_EXERCISE INSTRUCTIONS_
Below are some records; quote exactly the lines from the one that contains "let game_id = self.id;" through the one that contains "pub fn died_since_snapshot(&self)", inclusive, and no others.

_RECORDS_
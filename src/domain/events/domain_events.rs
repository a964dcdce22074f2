//! Domain events - Notifications of significant state changes
//!
//! Every resolution step the engine applies to a game is appended to the
//! game's timeline as a `DomainEvent`. The timeline feeds the end-of-game
//! report and gives operators an audit trail independent of log output.

use chrono::{DateTime, Utc};
use serde::{Deserialize, Serialize};

use crate::domain::value_objects::{Faction, PlayerId, PlayerStatus};

/// Base data for all events
#[derive(Debug, Clone, Serialize, Deserialize)]
pub struct EventMetadata {
    /// When the event occurred
    pub timestamp: DateTime<Utc>,
    /// Turn counter at the time of the event
    pub turn: u32,
}

impl EventMetadata {
    pub fn at_turn(turn: u32) -> Self {
        Self {
            timestamp: Utc::now(),
            turn,
        }
    }
}

/// All domain events in a game
#[derive(Debug, Clone, Serialize, Deserialize)]
#[serde(tag = "type", rename_all = "snake_case")]
pub enum DomainEvent {
    // ========================================================================
    // Setup
    // ========================================================================

    /// A role was handed to a player
    RoleAssigned {
        metadata: EventMetadata,
        player_id: PlayerId,
        role: String,
    },

    // ========================================================================
    // Night
    // ========================================================================

    NightStarted { metadata: EventMetadata },

    /// A protector shielded a player for this cycle
    PlayerProtected {
        metadata: EventMetadata,
        protector_id: PlayerId,
        target_id: PlayerId,
    },

    /// A clairvoyant looked at a player
    FortuneChecked {
        metadata: EventMetadata,
        seer_id: PlayerId,
        target_id: PlayerId,
        revealed: Faction,
    },

    /// A medium learned the faction of the last executed player
    MediumRevealed {
        metadata: EventMetadata,
        medium_id: PlayerId,
        target_id: PlayerId,
        revealed: Faction,
    },

    /// The night attack landed
    PlayerKilled {
        metadata: EventMetadata,
        target_id: PlayerId,
    },

    /// The night attack hit a protected player
    AttackBlocked {
        metadata: EventMetadata,
        target_id: PlayerId,
    },

    /// Attackers produced no target
    NoAttack { metadata: EventMetadata },

    NightEnded { metadata: EventMetadata },

    // ========================================================================
    // Day
    // ========================================================================

    PlayerExecuted {
        metadata: EventMetadata,
        target_id: PlayerId,
    },

    NoExecution { metadata: EventMetadata },

    /// A death caused by a role ability rather than a vote or attack
    AbilityDeath {
        metadata: EventMetadata,
        source_id: PlayerId,
        target_id: PlayerId,
        status: PlayerStatus,
    },

    // ========================================================================
    // End
    // ========================================================================

    GameEnded {
        metadata: EventMetadata,
        winning_faction: Faction,
        winners: Vec<PlayerId>,
    },
}

impl DomainEvent {
    pub fn metadata(&self) -> &EventMetadata {
        match self {
            DomainEvent::RoleAssigned { metadata, .. }
            | DomainEvent::NightStarted { metadata }
            | DomainEvent::PlayerProtected { metadata, .. }
            | DomainEvent::FortuneChecked { metadata, .. }
            | DomainEvent::MediumRevealed { metadata, .. }
            | DomainEvent::PlayerKilled { metadata, .. }
            | DomainEvent::AttackBlocked { metadata, .. }
            | DomainEvent::NoAttack { metadata }
            | DomainEvent::NightEnded { metadata }
            | DomainEvent::PlayerExecuted { metadata, .. }
            | DomainEvent::NoExecution { metadata }
            | DomainEvent::AbilityDeath { metadata, .. }
            | DomainEvent::GameEnded { metadata, .. } => metadata,
        }
    }
}
impl Game {
    /// Create a game from a finalized roster
    pub fn new(
        id: GameId,
        host_id: PlayerId,
        players: Vec<Player>,
        requested_roles: Vec<(Role, usize)>,
    ) -> Self {
        let mut game = Self {
            id,
            host_id,
            players,
            alive_players: Vec::new(),
            last_alive_players: Vec::new(),
            turn: 0,
            requested_roles,
            assigned_roles: Vec::new(),
            phase: GamePhase::Night,
            outcome: None,
            last_executed: None,
            events: Vec::new(),
        };
        game.refresh_alive_players();
        game.snapshot_last_alive();
        game
    }

    // ========================================================================
    // Accessors
    // ========================================================================

    pub fn id(&self) -> GameId {
        self.id
    }

    pub fn host_id(&self) -> PlayerId {
        self.host_id
    }

    pub fn players(&self) -> &[Player] {
        &self.players
    }

    pub fn turn(&self) -> u32 {
        self.turn
    }

    pub fn phase(&self) -> GamePhase {
        self.phase
    }

    pub fn requested_roles(&self) -> &[(Role, usize)] {
        &self.requested_roles
    }

    pub fn assigned_roles(&self) -> &[Role] {
        &self.assigned_roles
    }

    pub fn outcome(&self) -> Option<&GameOutcome> {
        self.outcome.as_ref()
    }

    pub fn is_finished(&self) -> bool {
        self.outcome.is_some()
    }

    pub fn last_executed(&self) -> Option<PlayerId> {
        self.last_executed
    }

    pub fn events(&self) -> &[DomainEvent] {
        &self.events
    }

    // ========================================================================
    // Finders
    // ========================================================================

    pub fn player(&self, id: PlayerId) -> Option<&Player> {
        self.players.iter().find(|p| p.id == id)
    }

    /// Look up a player the engine already knows must exist
    pub fn require_player(&self, id: PlayerId) -> Result<&Player, GameError> {
        self.player(id).ok_or_else(|| {
            tracing::error!(game_id = %self.id, player_id = %id, "Player lookup failed");
            GameError::PlayerNotFound(id)
        })
    }

    fn require_player_mut(&mut self, id: PlayerId) -> Result<&mut Player, GameError> {
        let game_id = self.id;
        self.players.iter_mut().find(|p| p.id == id).ok_or_else(|| {
            tracing::error!(game_id = %game_id, player_id = %id, "Player lookup failed");
            GameError::PlayerNotFound(id)
        })
    }

    pub fn alive_players(&self) -> impl Iterator<Item = &Player> {
        self.alive_players.iter().filter_map(move |id| self.player(*id))
    }

    pub fn alive_player_ids(&self) -> Vec<PlayerId> {
        self.alive_players.clone()
    }

    pub fn last_alive_player_ids(&self) -> &[PlayerId] {
        &self.last_alive_players
    }

    pub fn alive_attackers(&self) -> impl Iterator<Item = &Player> {
        self.alive_players().filter(|p| p.is_attacker())
    }

    /// Players alive at the start of the night who are dead now
    pub fn died_since_snapshot(&self) -> Vec<PlayerId> {
        self.last_alive_players
            .iter()
            .copied()
            .filter(|id| !self.alive_players.contains(id))
            .collect()
    }

    pub fn has_assigned(&self, role: Role) -> bool {
        self.assigned_roles.contains(&role)
    }

    // ========================================================================
    // Lifecycle
    // ========================================================================

    /// Hand out roles positionally. Only allowed once per game.
    pub fn assign_roles(&mut self, roles: Vec<Role>) -> Result<(), GameError> {
        if !self.assigned_roles.is_empty() {
            return Err(GameError::RolesAlreadyAssigned);
        }
        if roles.len() != self.players.len() {
            return Err(GameError::RoleCountMismatch {
                roles: roles.len(),
                players: self.players.len(),
            });
        }

        for (player, role) in self.players.iter_mut().zip(roles.iter()) {
            player.assign_role(*role)?;
            tracing::info!(game_id = %self.id, player_id = %player.id, role = %role, "Role assigned");
        }
        self.assigned_roles = roles;

        let assignments: Vec<(PlayerId, Role)> = self
            .players
            .iter()
            .filter_map(|p| p.role().map(|r| (p.id, r)))
            .collect();
        for (player_id, role) in assignments {
            self.record(|metadata| DomainEvent::RoleAssigned {
                metadata,
                player_id,
                role: role.key().to_string(),
            });
        }
        Ok(())
    }

    pub fn set_phase(&mut self, phase: GamePhase) {
        if self.is_finished() {
            return;
        }
        self.phase = phase;
    }

    pub fn advance_turn(&mut self) {
        self.turn += 1;
    }

    pub fn refresh_alive_players(&mut self) {
        self.alive_players = self
            .players
            .iter()
            .filter(|p| p.is_alive())
            .map(|p| p.id)
            .collect();
    }

    /// Remember who is alive going into the next night
    pub fn snapshot_last_alive(&mut self) {
        self.last_alive_players = self.alive_players.clone();
    }

    pub fn record(&mut self, build: impl FnOnce(EventMetadata) -> DomainEvent) {
        let event = build(EventMetadata::at_turn(self.turn));
        self.events.push(event);
    }

    // ========================================================================
    // Resolution
    // ========================================================================

    pub fn protect(&mut self, protector_id: PlayerId, target_id: PlayerId) -> Result<(), GameError> {
        self.require_player_mut(target_id)?.protect();
        self.record(|metadata| DomainEvent::PlayerProtected {
            metadata,
            protector_id,
            target_id,
        });
        Ok(())
    }

    pub fn reset_protections(&mut self) {
        for player in &mut self.players {
            player.clear_protection();
        }
    }

    /// Run a fortune check and the target's reaction to it.
    /// Returns the faction the check reveals.
    pub fn fortune_check(
        &mut self,
        seer_id: PlayerId,
        target_id: PlayerId,
        rng: &mut dyn RngCore,
    ) -> Result<Faction, GameError> {
        let role = self.require_player(target_id)?.role();
        let revealed = role.map(|r| r.fortune_result()).unwrap_or(Faction::Villager);
        self.record(|metadata| DomainEvent::FortuneChecked {
            metadata,
            seer_id,
            target_id,
            revealed,
        });

        if let Some(role) = role {
            role.behavior().on_fortune_checked(&mut HookContext {
                game: self,
                subject: target_id,
                actor: Some(seer_id),
                rng,
            })?;
        }
        Ok(revealed)
    }

    /// Let the actor's role carry out its night ability on `target`
    pub fn perform_night_action(
        &mut self,
        actor_id: PlayerId,
        target: Option<PlayerId>,
        rng: &mut dyn RngCore,
    ) -> Result<Option<NightReport>, GameError> {
        let Some(role) = self.require_player(actor_id)?.role() else {
            return Ok(None);
        };
        role.behavior().on_night_action(
            &mut HookContext {
                game: self,
                subject: actor_id,
                actor: Some(actor_id),
                rng,
            },
            target,
        )
    }

    /// Reveal the previous day's executed player to a medium.
    /// `None` when nobody was executed.
    pub fn read_last_executed(&mut self, medium_id: PlayerId) -> Result<Option<(PlayerId, Faction)>, GameError> {
        let Some(target_id) = self.last_executed else {
            return Ok(None);
        };
        let revealed = self
            .require_player(target_id)?
            .role()
            .map(|r| r.fortune_result())
            .unwrap_or(Faction::Villager);

        self.record(|metadata| DomainEvent::MediumRevealed {
            metadata,
            medium_id,
            target_id,
            revealed,
        });
        Ok(Some((target_id, revealed)))
    }

    /// Apply the night attack. Returns whether the target died; a protected
    /// target is left untouched.
    pub fn attack(&mut self, target_id: PlayerId, rng: &mut dyn RngCore) -> Result<bool, GameError> {
        let player = self.require_player_mut(target_id)?;
        let killed = player.kill();
        let role = player.role();

        if !killed {
            tracing::info!(game_id = %self.id, player_id = %target_id, "Attack blocked by protection");
            self.record(|metadata| DomainEvent::AttackBlocked { metadata, target_id });
            return Ok(false);
        }

        self.refresh_alive_players();
        self.record(|metadata| DomainEvent::PlayerKilled { metadata, target_id });

        if let Some(role) = role {
            role.behavior().on_killed(&mut HookContext {
                game: self,
                subject: target_id,
                actor: None,
                rng,
            })?;
        }
        Ok(true)
    }

    /// Execute a player by day vote and run their reaction to it
    pub fn execute(&mut self, target_id: PlayerId, rng: &mut dyn RngCore) -> Result<(), GameError> {
        let player = self.require_player_mut(target_id)?;
        player.execute();
        let role = player.role();

        self.last_executed = Some(target_id);
        self.refresh_alive_players();
        self.record(|metadata| DomainEvent::PlayerExecuted { metadata, target_id });

        if let Some(role) = role {
            role.behavior().on_executed(&mut HookContext {
                game: self,
                subject: target_id,
                actor: None,
                rng,
            })?;
        }
        Ok(())
    }

    pub fn record_no_execution(&mut self) {
        self.last_executed = None;
        self.record(|metadata| DomainEvent::NoExecution { metadata });
    }

    /// A death caused by a role ability. Ignores protection and does not
    /// trigger the victim's own hooks.
    pub fn ability_kill(
        &mut self,
        source_id: PlayerId,
        target_id: PlayerId,
        status: PlayerStatus,
    ) -> Result<(), GameError> {
        self.require_player_mut(target_id)?.ability_kill(status);
        self.refresh_alive_players();
        tracing::info!(
            game_id = %self.id,
            source_id = %source_id,
            player_id = %target_id,
            status = %status,
            "Player died to an ability"
        );
        self.record(|metadata| DomainEvent::AbilityDeath {
            metadata,
            source_id,
            target_id,
            status,
        });
        Ok(())
    }

    /// Mark the game terminal. The first declared outcome stands.
    pub fn declare_winner(&mut self, faction: Faction, winners: Vec<PlayerId>) {
        if self.is_finished() {
            return;
        }
        tracing::info!(game_id = %self.id, faction = %faction, winners = ?winners, "Game decided");
        self.record(|metadata| DomainEvent::GameEnded {
            metadata,
            winning_faction: faction,
            winners: winners.clone(),
        });
        self.outcome = Some(GameOutcome { faction, winners });
        self.phase = GamePhase::Finished;
    }
}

_REPLY_
        let game_id = self.id;
        self.players.iter_mut().find(|p| p.id == id).ok_or_else(|| {
            tracing::error!(game_id = %game_id, player_id = %id, "Player lookup failed");
            GameError::PlayerNotFound(id)
        })
    }

    pub fn alive_players(&self) -> impl Iterator<Item = &Player> {
        self.alive_players.iter().filter_map(move |id| self.player(*id))
    }

    pub fn alive_player_ids(&self) -> Vec<PlayerId> {
        self.alive_players.clone()
    }

    pub fn last_alive_player_ids(&self) -> &[PlayerId] {
        &self.last_alive_players
    }

    pub fn alive_attackers(&self) -> impl Iterator<Item = &Player> {
        self.alive_players().filter(|p| p.is_attacker())
    }

    /// Players alive at the start of the night who are dead now
    pub fn died_since_snapshot(&self) -> Vec<PlayerId> {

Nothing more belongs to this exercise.